## What to do
Each line below that holds the word "MatchContext" counts once. Say how many such lines there are, and no more.

━━━ Records for this exercise

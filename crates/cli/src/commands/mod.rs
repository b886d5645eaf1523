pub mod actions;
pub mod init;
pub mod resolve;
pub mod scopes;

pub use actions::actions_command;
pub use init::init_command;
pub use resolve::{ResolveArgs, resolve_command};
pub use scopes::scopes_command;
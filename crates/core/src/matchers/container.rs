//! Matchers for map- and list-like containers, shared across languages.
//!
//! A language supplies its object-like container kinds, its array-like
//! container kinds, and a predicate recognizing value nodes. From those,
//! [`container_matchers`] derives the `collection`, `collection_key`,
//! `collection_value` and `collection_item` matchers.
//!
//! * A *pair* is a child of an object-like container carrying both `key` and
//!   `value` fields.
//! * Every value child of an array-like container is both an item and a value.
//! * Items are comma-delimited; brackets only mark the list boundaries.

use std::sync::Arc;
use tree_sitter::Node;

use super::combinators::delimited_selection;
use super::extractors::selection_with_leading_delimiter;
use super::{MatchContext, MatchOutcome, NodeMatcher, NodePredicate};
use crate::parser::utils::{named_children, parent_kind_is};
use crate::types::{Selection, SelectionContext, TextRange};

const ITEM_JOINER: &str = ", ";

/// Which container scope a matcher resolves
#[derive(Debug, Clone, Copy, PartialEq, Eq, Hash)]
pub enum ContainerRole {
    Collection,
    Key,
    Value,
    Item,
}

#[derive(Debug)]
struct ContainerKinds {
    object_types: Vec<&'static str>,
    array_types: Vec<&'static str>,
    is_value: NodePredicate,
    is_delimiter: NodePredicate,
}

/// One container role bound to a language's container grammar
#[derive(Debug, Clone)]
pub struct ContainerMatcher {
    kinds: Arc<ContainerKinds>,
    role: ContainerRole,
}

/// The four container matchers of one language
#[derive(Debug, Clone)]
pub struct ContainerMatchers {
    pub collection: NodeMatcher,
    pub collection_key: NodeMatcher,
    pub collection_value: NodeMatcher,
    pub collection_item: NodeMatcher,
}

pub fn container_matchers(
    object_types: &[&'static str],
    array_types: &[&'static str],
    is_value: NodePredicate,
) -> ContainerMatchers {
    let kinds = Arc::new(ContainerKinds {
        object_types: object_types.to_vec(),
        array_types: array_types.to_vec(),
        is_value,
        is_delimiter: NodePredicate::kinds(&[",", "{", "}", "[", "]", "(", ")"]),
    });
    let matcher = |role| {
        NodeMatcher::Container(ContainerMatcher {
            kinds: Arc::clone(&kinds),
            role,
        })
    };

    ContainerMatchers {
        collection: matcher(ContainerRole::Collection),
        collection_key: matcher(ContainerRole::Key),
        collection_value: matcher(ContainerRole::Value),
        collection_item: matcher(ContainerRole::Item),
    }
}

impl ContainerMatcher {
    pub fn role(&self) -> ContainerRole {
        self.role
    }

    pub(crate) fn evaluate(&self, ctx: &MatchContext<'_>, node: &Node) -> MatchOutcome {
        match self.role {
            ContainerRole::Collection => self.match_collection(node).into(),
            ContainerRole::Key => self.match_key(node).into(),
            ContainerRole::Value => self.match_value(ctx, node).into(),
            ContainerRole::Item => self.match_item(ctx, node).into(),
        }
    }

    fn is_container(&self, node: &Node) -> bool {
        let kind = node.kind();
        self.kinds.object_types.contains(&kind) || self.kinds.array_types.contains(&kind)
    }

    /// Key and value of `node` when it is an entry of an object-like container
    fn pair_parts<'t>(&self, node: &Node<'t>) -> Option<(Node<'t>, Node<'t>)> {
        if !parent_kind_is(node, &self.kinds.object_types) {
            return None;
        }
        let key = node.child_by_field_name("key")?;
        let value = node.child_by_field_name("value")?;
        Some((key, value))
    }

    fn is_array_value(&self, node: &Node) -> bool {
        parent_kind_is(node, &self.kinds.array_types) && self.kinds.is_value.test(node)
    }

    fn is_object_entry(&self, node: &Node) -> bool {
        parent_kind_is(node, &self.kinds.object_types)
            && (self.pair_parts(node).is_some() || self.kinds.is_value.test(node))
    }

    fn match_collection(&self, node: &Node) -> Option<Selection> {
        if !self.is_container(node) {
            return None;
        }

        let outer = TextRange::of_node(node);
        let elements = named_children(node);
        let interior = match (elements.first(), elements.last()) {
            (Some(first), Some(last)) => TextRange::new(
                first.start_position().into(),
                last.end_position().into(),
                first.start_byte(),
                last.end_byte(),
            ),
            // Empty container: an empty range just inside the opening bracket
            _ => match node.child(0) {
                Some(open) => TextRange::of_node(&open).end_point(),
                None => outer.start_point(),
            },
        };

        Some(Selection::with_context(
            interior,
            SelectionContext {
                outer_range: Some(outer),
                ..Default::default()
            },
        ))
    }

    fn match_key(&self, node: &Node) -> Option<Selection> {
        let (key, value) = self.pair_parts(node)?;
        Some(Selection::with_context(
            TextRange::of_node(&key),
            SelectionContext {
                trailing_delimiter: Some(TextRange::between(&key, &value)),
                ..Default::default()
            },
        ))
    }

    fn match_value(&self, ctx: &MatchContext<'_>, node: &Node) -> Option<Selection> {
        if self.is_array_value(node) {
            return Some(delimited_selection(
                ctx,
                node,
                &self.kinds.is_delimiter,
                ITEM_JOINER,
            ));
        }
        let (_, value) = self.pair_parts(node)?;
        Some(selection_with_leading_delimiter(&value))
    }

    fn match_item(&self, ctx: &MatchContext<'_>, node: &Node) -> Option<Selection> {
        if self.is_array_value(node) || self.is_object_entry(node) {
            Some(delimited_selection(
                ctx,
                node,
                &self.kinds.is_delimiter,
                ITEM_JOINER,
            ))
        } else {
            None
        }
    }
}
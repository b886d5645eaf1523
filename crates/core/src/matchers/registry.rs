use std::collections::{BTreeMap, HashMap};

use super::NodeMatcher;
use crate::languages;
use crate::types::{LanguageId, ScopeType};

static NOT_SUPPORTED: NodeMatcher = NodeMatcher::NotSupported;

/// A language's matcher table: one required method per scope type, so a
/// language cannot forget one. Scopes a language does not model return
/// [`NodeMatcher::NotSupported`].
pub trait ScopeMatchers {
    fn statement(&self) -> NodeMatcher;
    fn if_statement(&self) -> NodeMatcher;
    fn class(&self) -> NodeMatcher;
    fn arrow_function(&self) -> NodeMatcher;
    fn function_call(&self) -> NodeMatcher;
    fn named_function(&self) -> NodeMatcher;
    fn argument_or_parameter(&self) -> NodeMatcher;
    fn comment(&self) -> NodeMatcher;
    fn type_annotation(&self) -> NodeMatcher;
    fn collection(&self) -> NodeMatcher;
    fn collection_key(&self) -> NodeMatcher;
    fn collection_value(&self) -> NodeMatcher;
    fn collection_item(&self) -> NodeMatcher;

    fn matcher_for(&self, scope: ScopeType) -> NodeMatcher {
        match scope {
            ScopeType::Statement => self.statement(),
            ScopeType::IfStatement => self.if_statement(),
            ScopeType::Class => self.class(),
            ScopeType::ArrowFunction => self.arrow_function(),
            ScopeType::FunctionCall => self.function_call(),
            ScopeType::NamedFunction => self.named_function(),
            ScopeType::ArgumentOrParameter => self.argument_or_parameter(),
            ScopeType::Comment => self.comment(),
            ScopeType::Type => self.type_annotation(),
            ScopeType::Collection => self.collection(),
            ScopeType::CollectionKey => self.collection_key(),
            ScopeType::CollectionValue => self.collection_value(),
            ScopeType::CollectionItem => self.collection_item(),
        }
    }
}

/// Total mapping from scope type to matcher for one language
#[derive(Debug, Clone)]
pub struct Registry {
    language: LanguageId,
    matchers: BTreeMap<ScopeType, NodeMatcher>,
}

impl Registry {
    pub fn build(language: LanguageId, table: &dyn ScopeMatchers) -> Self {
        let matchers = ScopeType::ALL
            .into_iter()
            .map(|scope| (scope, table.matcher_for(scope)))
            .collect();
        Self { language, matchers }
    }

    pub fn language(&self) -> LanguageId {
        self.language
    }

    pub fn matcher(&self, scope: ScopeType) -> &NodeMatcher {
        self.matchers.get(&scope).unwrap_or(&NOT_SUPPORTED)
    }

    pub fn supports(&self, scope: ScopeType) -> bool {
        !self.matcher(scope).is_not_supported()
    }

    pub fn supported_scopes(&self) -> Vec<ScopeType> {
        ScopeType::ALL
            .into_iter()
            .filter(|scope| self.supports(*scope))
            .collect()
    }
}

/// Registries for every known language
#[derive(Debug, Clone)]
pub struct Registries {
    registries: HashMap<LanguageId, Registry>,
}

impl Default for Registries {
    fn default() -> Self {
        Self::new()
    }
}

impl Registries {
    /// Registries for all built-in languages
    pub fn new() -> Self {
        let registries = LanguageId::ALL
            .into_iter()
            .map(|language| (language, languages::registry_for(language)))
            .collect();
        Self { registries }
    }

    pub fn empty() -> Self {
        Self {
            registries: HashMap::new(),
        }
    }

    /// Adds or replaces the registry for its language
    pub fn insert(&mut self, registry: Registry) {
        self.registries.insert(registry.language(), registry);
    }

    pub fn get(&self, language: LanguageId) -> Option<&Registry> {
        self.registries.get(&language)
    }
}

━━━━━━

## Response
4